How big a threat is this? Well, Romanians have spent millions for the emergency production of radiation-blocking iodine pills. A March poll of citizens in Poland, Romania, Latvia, Lithuania, and Estonia revealed that they abhor nuclear weapons and worry about Russian nuclear safeguards. At the same time, they want their governments to acquire nuclear weapons after Putin put the country’s nuclear forces on high alert. Paradoxically, 85 percent of respondents reported that there were no situations in which using nuclear weapons would be morally justified. This is a classic case of cognitive dissonance i.e. holding two opposing ideas at the same time. That scares me a bit. This does not lead to rational thinking or decision making. At the very least it reduces the public pressure that might restrain autocratic leaders and weapons manufacturers from developing nuclear weapons.
Mitsuru Fukuda, a professor at Nihon University in Tokyo and expert on crisis management and security states, “Many of us did not expect a respected country’s military would take such an outrageous step. Now that ...Putin has done it, not only Ukraine but the international community, including Japan, should reevaluate the risk of having nuclear plants as potential wartime targets.”

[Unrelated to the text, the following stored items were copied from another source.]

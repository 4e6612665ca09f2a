//! Axum route handlers for the Search API.

use axum::extract::State;
use axum::Json;
use serde::Serialize;
use serde_json::Value;

use crate::errors::AppError;
use crate::models::job::{FilterCriteria, JobListing};
use crate::search::{find_realtime_jobs, SearchOutcome};
use crate::session::SearchStatus;
use crate::state::AppState;

#[derive(Debug, Serialize)]
pub struct SearchResponse {
    pub status: SearchStatus,
    pub jobs: Vec<JobListing>,
    pub sources: Vec<Value>,
}

/// POST /api/v1/jobs/search
///
/// Runs one search against the provider and commits the result to the
/// session. The commit is token-guarded: if a newer search was issued while
/// this one was in flight, this result is returned to its caller but does
/// not overwrite the session.
pub async fn handle_search(
    State(state): State<AppState>,
    Json(filters): Json<FilterCriteria>,
) -> Result<Json<SearchResponse>, AppError> {
    let token = state.dashboard.begin_search();

    let result = match find_realtime_jobs(&filters, state.provider.as_ref()).await {
        Ok(result) => result,
        Err(e) => {
            // Provider failure clears any partial results before surfacing.
            state.dashboard.commit_search(token, SearchStatus::Failed, Vec::new(), Vec::new());
            return Err(e);
        }
    };

    let (status, jobs) = match result.outcome {
        SearchOutcome::Listings(jobs) => (SearchStatus::Listings, jobs),
        SearchOutcome::Skipped => (SearchStatus::Skipped, Vec::new()),
        SearchOutcome::Unusable => (SearchStatus::Unusable, Vec::new()),
    };

    state
        .dashboard
        .commit_search(token, status, jobs.clone(), result.sources.clone());

    Ok(Json(SearchResponse {
        status,
        jobs,
        sources: result.sources,
    }))
}

/// GET /api/v1/jobs
///
/// Returns the session's current listing set and citation metadata.
pub async fn handle_get_jobs(State(state): State<AppState>) -> Json<SearchResponse> {
    let snapshot = state.dashboard.snapshot();
    Json(SearchResponse {
        status: snapshot.status,
        jobs: snapshot.jobs,
        sources: snapshot.sources,
    })
}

Ukraine, it is said, was “born” into nuclear weapons with some leftover from the Soviets. Ukraine relinquished its weapons and signed the Nuclear Non-Proliferation Treaty. It did so in exchange for the 1994 Budapest Memorandum—a document in which Russia, the United States, and the United Kingdom declared their (non-binding) commitment to Ukrainian independence, sovereignty, and borders.
Putin has declared that he would use nuclear weapons if Russia faced an “existential” threat. As someone who so identifies himself as the state power, how would he consider when the existence of the state was under threat?
Ukraine has already been falsely accused by Russian state media of building bio-weapons and seeking a nuclear “dirty bomb”. These could easily become flimsy excuses for existential threats.
And, of course, we now have the idea of tactical nuclear weapons. You know, little ones. They would run between 1 and 15 kilotons. Hiroshima was 10 kilotons, but the “big” modern nukes are not measured in kilotons, but MEGATONS!. And what do you imagine the public pressure would be if, say, Russia were to hit the Basra air base with a tactical nuke or Vandenberg air base in the U.S. ? The long range bombers are already in the air.
Another wacky idea the military is proposing is small, portable nuclear reactors that can be dragged around to war zones to provide electricity and reduce the supply line issues of fuel supply trucks. Great. Put a bunch of little nuclear power plants around a war zone. What could go wrong?